EXERCISE DESCRIPTION
Below are some records; copy each line in them that contains "trained".

DATASET RECORDS

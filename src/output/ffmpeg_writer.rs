//! FFmpeg-encoded recording.
//!
//! Annotated RGB frames are converted to YUV420P and encoded as MPEG-4 Part 2
//! into whatever container the output path's extension selects.

use anyhow::{anyhow, Context, Result};
use ffmpeg_next as ffmpeg;

use super::{annotate, FrameRecorder, RecorderConfig};
use crate::detect::Detection;
use crate::frame::Frame;

const GOP_SIZE: u32 = 30;
const MAX_B_FRAMES: usize = 2;

pub(crate) struct FfmpegRecorder {
    config: RecorderConfig,
    output: ffmpeg::format::context::Output,
    encoder: ffmpeg::encoder::Video,
    scaler: ffmpeg::software::scaling::Context,
    stream_index: usize,
    encoder_time_base: ffmpeg::Rational,
    stream_time_base: ffmpeg::Rational,
    next_pts: i64,
    frames_written: u64,
    finished: bool,
}

impl FfmpegRecorder {
    pub(crate) fn create(config: RecorderConfig) -> Result<Self> {
        ffmpeg::init().context("initialize ffmpeg")?;
        let mut output = ffmpeg::format::output(&config.path)
            .with_context(|| format!("failed to create {}", config.path.display()))?;
        let codec = ffmpeg::encoder::find(ffmpeg::codec::Id::MPEG4)
            .ok_or_else(|| anyhow!("ffmpeg was built without an MPEG-4 encoder"))?;
        let global_header = output
            .format()
            .flags()
            .contains(ffmpeg::format::flag::Flags::GLOBAL_HEADER);

        let fps = i32::try_from(config.fps).context("recording fps out of range")?;
        let encoder_time_base = ffmpeg::Rational::new(1, fps);

        let mut stream = output.add_stream(codec).context("add video stream")?;
        let stream_index = stream.index();
        let mut video = ffmpeg::codec::context::Context::new_with_codec(codec)
            .encoder()
            .video()
            .context("create video encoder")?;
        video.set_width(config.width);
        video.set_height(config.height);
        video.set_format(ffmpeg::format::Pixel::YUV420P);
        video.set_time_base(encoder_time_base);
        video.set_frame_rate(Some(ffmpeg::Rational::new(fps, 1)));
        video.set_gop(GOP_SIZE);
        video.set_max_b_frames(MAX_B_FRAMES);
        if global_header {
            video.set_flags(ffmpeg::codec::flag::Flags::GLOBAL_HEADER);
        }
        let encoder = video.open_as(codec).context("open MPEG-4 encoder")?;
        stream.set_parameters(&encoder);
        stream.set_time_base(encoder_time_base);

        output
            .write_header()
            .with_context(|| format!("write header to {}", config.path.display()))?;
        let stream_time_base = output
            .stream(stream_index)
            .ok_or_else(|| anyhow!("video stream missing after header"))?
            .time_base();

        let scaler = ffmpeg::software::scaling::Context::get(
            ffmpeg::format::Pixel::RGB24,
            config.width,
            config.height,
            ffmpeg::format::Pixel::YUV420P,
            config.width,
            config.height,
            ffmpeg::software::scaling::flag::Flags::BILINEAR,
        )
        .context("create ffmpeg scaler")?;

        log::info!(
            "FfmpegRecorder: encoding {}x{}@{} to {}",
            config.width,
            config.height,
            config.fps,
            config.path.display()
        );
        Ok(Self {
            config,
            output,
            encoder,
            scaler,
            stream_index,
            encoder_time_base,
            stream_time_base,
            next_pts: 0,
            frames_written: 0,
            finished: false,
        })
    }

    fn write_packets(&mut self) -> Result<()> {
        let mut packet = ffmpeg::Packet::empty();
        while self.encoder.receive_packet(&mut packet).is_ok() {
            packet.set_stream(self.stream_index);
            packet.rescale_ts(self.encoder_time_base, self.stream_time_base);
            packet
                .write_interleaved(&mut self.output)
                .context("write encoded packet")?;
        }
        Ok(())
    }
}

impl FrameRecorder for FfmpegRecorder {
    fn name(&self) -> &'static str {
        "ffmpeg"
    }

    fn record(&mut self, frame: &Frame, detections: &[Detection]) -> Result<()> {
        if self.finished {
            return Err(anyhow!(
                "recording to {} already finished",
                self.config.path.display()
            ));
        }
        if (frame.width, frame.height) != (self.config.width, self.config.height) {
            return Err(anyhow!(
                "frame {}x{} does not match recording size {}x{}",
                frame.width,
                frame.height,
                self.config.width,
                self.config.height
            ));
        }

        let pixels = annotate(frame, detections);
        let mut rgb = ffmpeg::frame::Video::new(
            ffmpeg::format::Pixel::RGB24,
            self.config.width,
            self.config.height,
        );
        copy_rows(&pixels, &mut rgb, self.config.width as usize * 3)?;

        let mut yuv = ffmpeg::frame::Video::empty();
        self.scaler
            .run(&rgb, &mut yuv)
            .context("convert frame to YUV420P")?;
        yuv.set_pts(Some(self.next_pts));
        self.next_pts += 1;

        self.encoder
            .send_frame(&yuv)
            .context("send frame to encoder")?;
        self.write_packets()?;
        self.frames_written += 1;
        Ok(())
    }

    fn finish(&mut self) -> Result<()> {
        if self.finished {
            return Ok(());
        }
        self.finished = true;
        self.encoder.send_eof().context("flush encoder")?;
        self.write_packets()?;
        self.output
            .write_trailer()
            .with_context(|| format!("write trailer to {}", self.config.path.display()))?;
        log::info!(
            "FfmpegRecorder: {} frames written to {}",
            self.frames_written,
            self.config.path.display()
        );
        Ok(())
    }

    fn frames_written(&self) -> u64 {
        self.frames_written
    }
}

impl Drop for FfmpegRecorder {
    fn drop(&mut self) {
        if let Err(e) = self.finish() {
            log::error!("FfmpegRecorder: {}", e);
        }
    }
}

fn copy_rows(pixels: &[u8], frame: &mut ffmpeg::frame::Video, row_bytes: usize) -> Result<()> {
    let stride = frame.stride(0);
    let data = frame.data_mut(0);
    for (row, src) in pixels.chunks_exact(row_bytes).enumerate() {
        let start = row * stride;
        data.get_mut(start..start + row_bytes)
            .context("ffmpeg frame row is out of bounds")?
            .copy_from_slice(src);
    }
    Ok(())
}
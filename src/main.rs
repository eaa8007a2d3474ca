use actix_web::{middleware, web, App, HttpServer};
use anyhow::Context;
use rps_classifier::classifier::{Classifier, LabelTable};
use rps_classifier::config::{Settings, DEFAULT_CONFIG_FILE};
use rps_classifier::decoder::{ImageDecoder, PixelScale};
use rps_classifier::pipeline::Pipeline;
use rps_classifier::server::{self, routes::IndexPage};
use rps_classifier::{torch, util};
use std::{env, process};
use tracing::{info, warn};

const USAGE: &str = "usage: ./rps-server [config file]";

fn get_args() -> String {
    let args: Vec<String> = env::args().collect();
    match args.len() {
        1 => DEFAULT_CONFIG_FILE.to_string(),
        2 => args[1].clone(),
        _ => {
            println!("{USAGE}");
            process::exit(1);
        }
    }
}

#[actix_web::main]
async fn main() -> anyhow::Result<()> {
    let settings = Settings::load(&get_args())?;
    util::init_tracing(&settings.log.level);

    let decoder = ImageDecoder::new(&settings.decoder);
    if decoder.scale() == PixelScale::Raw {
        warn!("serving raw 0-255 pixels; models trained on rescaled input expect decoder.pixel_scale = \"unit\"");
    }

    let labels = LabelTable::default();
    let model = torch::load_model(&settings.model, labels.len())?;
    let pipeline = web::Data::new(Pipeline::new(decoder, Classifier::new(model, labels)));

    let page = match &settings.server.static_page {
        Some(path) => IndexPage(
            std::fs::read_to_string(path)
                .with_context(|| format!("failed to read {}", path.display()))?,
        ),
        None => IndexPage::default(),
    };
    let page = web::Data::new(page);

    let max_payload = settings.server.max_payload_bytes;
    let addr = (settings.server.host.clone(), settings.server.port);
    info!("listening on {}:{}", addr.0, addr.1);

    HttpServer::new(move || {
        App::new()
            .app_data(pipeline.clone())
            .app_data(page.clone())
            .app_data(server::json_config(max_payload))
            .wrap(middleware::Logger::default())
            .configure(server::configure)
    })
    .bind(addr)?
    .run()
    .await?;

    Ok(())
}
//! Code for loading and running the trained gesture network with libtorch

use crate::classifier::Model;
use crate::config::{Backend, ModelSettings};
use crate::decoder::{DecodedImage, INPUT_SHAPE};
use crate::CHANNELS;
use anyhow::{Context, Result};
use std::path::Path;
use std::sync::{Mutex, PoisonError};
use tch::nn::{self, Module};
use tch::{no_grad, Device, Kind, Tensor};
use tracing::info;

/// Feature map side after four conv + pool stages on a 150px input
const FINAL_MAP: i64 = 7;

/// Width of the hidden dense layer
const HIDDEN: i64 = 512;

/// Load the configured model from disk
pub fn load_model(settings: &ModelSettings, num_classes: usize) -> Result<Box<dyn Model>> {
    let model: Box<dyn Model> = match settings.backend {
        Backend::TorchScript => Box::new(TorchScriptModel::new(
            &settings.path,
            settings.channels_first,
        )?),
        Backend::Native => Box::new(NativeModel::load(&settings.path, num_classes)?),
    };
    info!(
        "loaded {:?} model from {}",
        settings.backend,
        settings.path.display()
    );
    Ok(model)
}

/// Build an input batch tensor from decoded frames
pub fn batch_tensor(images: &[DecodedImage]) -> Tensor {
    let mut data = Vec::with_capacity(images.len() * DecodedImage::LEN);
    for image in images {
        data.extend_from_slice(image.as_slice());
    }
    Tensor::from_slice(data.as_slice()).view([
        images.len() as i64,
        INPUT_SHAPE[1] as i64,
        INPUT_SHAPE[2] as i64,
        INPUT_SHAPE[3] as i64,
    ])
}

/// Flatten a `[1, classes]` output into a score vector
fn scores(output: &Tensor) -> Result<Vec<f32>> {
    let flat = output.to_kind(Kind::Float).view([-1]);
    Ok(Vec::<f32>::try_from(&flat)?)
}

/// A serialized TorchScript module
#[derive(Debug)]
pub struct TorchScriptModel {
    /// The loaded module. libtorch modules are not reentrant, so forward
    /// passes are serialized
    model: Mutex<tch::CModule>,

    /// Permute NHWC input to NCHW before the forward pass
    channels_first: bool,
}

impl TorchScriptModel {
    pub fn new(filename: impl AsRef<Path>, channels_first: bool) -> Result<Self> {
        let filename = filename.as_ref();
        let mut model = tch::CModule::load(filename)
            .with_context(|| format!("failed to load TorchScript module {}", filename.display()))?;
        model.set_eval();
        Ok(TorchScriptModel {
            model: Mutex::new(model),
            channels_first,
        })
    }
}

impl Model for TorchScriptModel {
    fn predict(&self, image: &DecodedImage) -> Result<Vec<f32>> {
        let mut input = batch_tensor(std::slice::from_ref(image));
        if self.channels_first {
            input = input.permute([0, 3, 1, 2]);
        }

        // A panic mid-forward leaves no partial state in the module
        let model = self.model.lock().unwrap_or_else(PoisonError::into_inner);
        let output = no_grad(|| model.forward_ts(&[input]))?;
        scores(&output)
    }
}

/// The gesture CNN: four conv/pool stages followed by two dense layers.
/// Takes NHWC input and returns unnormalized class logits
pub fn rps_net(vs: &nn::Path, num_classes: usize) -> nn::Sequential {
    let conv = |name: &str, c_in: i64, c_out: i64| {
        nn::conv2d(vs / name, c_in, c_out, 3, Default::default())
    };
    nn::seq()
        .add_fn(|xs| xs.permute([0, 3, 1, 2]))
        .add(conv("conv1", CHANNELS as i64, 32))
        .add_fn(|xs| xs.relu().max_pool2d_default(2))
        .add(conv("conv2", 32, 64))
        .add_fn(|xs| xs.relu().max_pool2d_default(2))
        .add(conv("conv3", 64, 128))
        .add_fn(|xs| xs.relu().max_pool2d_default(2))
        .add(conv("conv4", 128, 128))
        .add_fn(|xs| xs.relu().max_pool2d_default(2))
        .add_fn(|xs| xs.flat_view())
        .add(nn::linear(
            vs / "fc1",
            128 * FINAL_MAP * FINAL_MAP,
            HIDDEN,
            Default::default(),
        ))
        .add_fn(|xs| xs.relu())
        .add(nn::linear(
            vs / "fc2",
            HIDDEN,
            num_classes as i64,
            Default::default(),
        ))
}

/// [`rps_net`] with weights written by the trainer
pub struct NativeModel {
    // Owns the parameters referenced by `net`
    _vs: nn::VarStore,
    net: Mutex<nn::Sequential>,
}

impl std::fmt::Debug for NativeModel {
    fn fmt(&self, f: &mut std::fmt::Formatter<'_>) -> std::fmt::Result {
        write!(f, "NativeModel {{ net: {:?} }}", self.net)
    }
}

impl NativeModel {
    /// A network with freshly initialized weights
    pub fn random(num_classes: usize) -> Self {
        let vs = nn::VarStore::new(Device::Cpu);
        let net = rps_net(&vs.root(), num_classes);
        NativeModel {
            _vs: vs,
            net: Mutex::new(net),
        }
    }

    pub fn load(filename: impl AsRef<Path>, num_classes: usize) -> Result<Self> {
        let filename = filename.as_ref();
        let mut vs = nn::VarStore::new(Device::Cpu);
        let net = rps_net(&vs.root(), num_classes);
        vs.load(filename)
            .with_context(|| format!("failed to load weights {}", filename.display()))?;
        Ok(NativeModel {
            _vs: vs,
            net: Mutex::new(net),
        })
    }
}

impl Model for NativeModel {
    fn predict(&self, image: &DecodedImage) -> Result<Vec<f32>> {
        let input = batch_tensor(std::slice::from_ref(image));
        let net = self.net.lock().unwrap_or_else(PoisonError::into_inner);
        let output = no_grad(|| net.forward(&input).softmax(-1, Some(Kind::Float)));
        scores(&output)
    }
}
use crate::classifier::Prediction;
use crate::gesture::{Gesture, Outcome};
use serde::{Deserialize, Serialize};

/// A webcam frame posted by the capture page
#[derive(Deserialize)]
pub struct FrameRequest {
    pub frame_data: String,
}

impl std::fmt::Debug for FrameRequest {
    fn fmt(&self, f: &mut std::fmt::Formatter<'_>) -> std::fmt::Result {
        write!(
            f,
            "FrameRequest {{ frame_data: <{} bytes> }}",
            self.frame_data.len()
        )
    }
}

/// A frame plus the move it is played against. A random opponent move is
/// drawn when none is given
#[derive(Deserialize)]
pub struct PlayRequest {
    pub frame_data: String,
    pub opponent: Option<String>,
}

#[derive(Debug, Serialize, Deserialize, PartialEq)]
pub struct PredictResponse {
    pub prediction: Gesture,
}

impl From<Prediction> for PredictResponse {
    fn from(prediction: Prediction) -> Self {
        Self {
            prediction: prediction.gesture,
        }
    }
}

#[derive(Debug, Serialize)]
pub struct PlayResponse {
    pub prediction: Gesture,
    pub opponent: Gesture,
    pub outcome: Outcome,
}

#[derive(Debug, Serialize)]
pub struct ErrorResponse {
    pub error: String,
}
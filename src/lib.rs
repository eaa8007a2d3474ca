pub mod classifier;
pub mod config;
pub mod decoder;
pub mod gesture;
pub mod pipeline;
pub mod server;
pub mod torch;
pub mod trainer;

/// Side length of the square model input
pub const IMAGE_SIZE: u32 = 150;

/// Number of color channels in a decoded image
pub const CHANNELS: usize = 3;

/// Process and test utility functions
pub mod util {
    use tracing_subscriber::EnvFilter;

    /// Install the global fmt subscriber. `RUST_LOG` takes precedence over
    /// the configured directive
    pub fn init_tracing(level: &str) {
        let filter = EnvFilter::try_from_default_env().unwrap_or_else(|_| EnvFilter::new(level));
        if tracing_subscriber::fmt()
            .with_env_filter(filter)
            .try_init()
            .is_err()
        {
            tracing::debug!("tracing subscriber already installed");
        }
    }

    #[cfg(test)]
    pub mod test {
        use base64::{engine::general_purpose, Engine as _};
        use image::{DynamicImage, ImageOutputFormat};
        use std::io::Cursor;

        /// Encode an image with the given codec
        pub fn encode_as(image: &DynamicImage, format: ImageOutputFormat) -> Vec<u8> {
            let mut buf = Vec::new();
            image.write_to(&mut Cursor::new(&mut buf), format).unwrap();
            buf
        }

        /// Encode an image as PNG bytes
        pub fn png_bytes(image: &DynamicImage) -> Vec<u8> {
            encode_as(image, ImageOutputFormat::Png)
        }

        /// Encode an image with the given codec as a bare base64 payload
        pub fn b64_as(image: &DynamicImage, format: ImageOutputFormat) -> String {
            general_purpose::STANDARD.encode(encode_as(image, format))
        }

        /// Encode an image as a bare base64 PNG payload
        pub fn b64_png(image: &DynamicImage) -> String {
            b64_as(image, ImageOutputFormat::Png)
        }

        /// Encode an image the way a browser canvas does
        pub fn data_uri_png(image: &DynamicImage) -> String {
            format!("data:image/png;base64,{}", b64_png(image))
        }

        /// An empty directory under the system temp dir, unique per test
        /// name and process
        pub fn scratch_dir(name: &str) -> std::path::PathBuf {
            let dir = std::env::temp_dir().join(format!(
                "rps-classifier-{name}-{}",
                std::process::id()
            ));
            let _ = std::fs::remove_dir_all(&dir);
            std::fs::create_dir_all(&dir).unwrap();
            dir
        }

        /// A solid color RGB test frame
        pub fn solid_rgb(width: u32, height: u32, rgb: [u8; 3]) -> DynamicImage {
            DynamicImage::ImageRgb8(image::RgbImage::from_pixel(
                width,
                height,
                image::Rgb(rgb),
            ))
        }
    }
}
//! Entrypoint to train the gesture network from a labeled image directory

use rps_classifier::classifier::LabelTable;
use rps_classifier::config::{Settings, DEFAULT_CONFIG_FILE};
use rps_classifier::decoder::ImageDecoder;
use rps_classifier::trainer::Trainer;
use rps_classifier::util;
use std::{env, process};

const USAGE: &str = "usage: ./rps-train [config file]";

fn main() -> anyhow::Result<()> {
    let args: Vec<String> = env::args().collect();
    let config_file = match args.len() {
        1 => DEFAULT_CONFIG_FILE,
        2 => args[1].as_str(),
        _ => {
            println!("{USAGE}");
            process::exit(1);
        }
    };

    let settings = Settings::load(config_file)?;
    util::init_tracing(&settings.log.level);

    let trainer = Trainer::new(
        settings.train,
        ImageDecoder::new(&settings.decoder),
        LabelTable::default(),
    );
    trainer.run()?;
    Ok(())
}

RESULT OF THIS TASK
        warn!("serving raw 0-255 pixels; models trained on rescaled input expect decoder.pixel_scale = \"unit\"");
//! Code for loading and running the trained gesture network with libtorch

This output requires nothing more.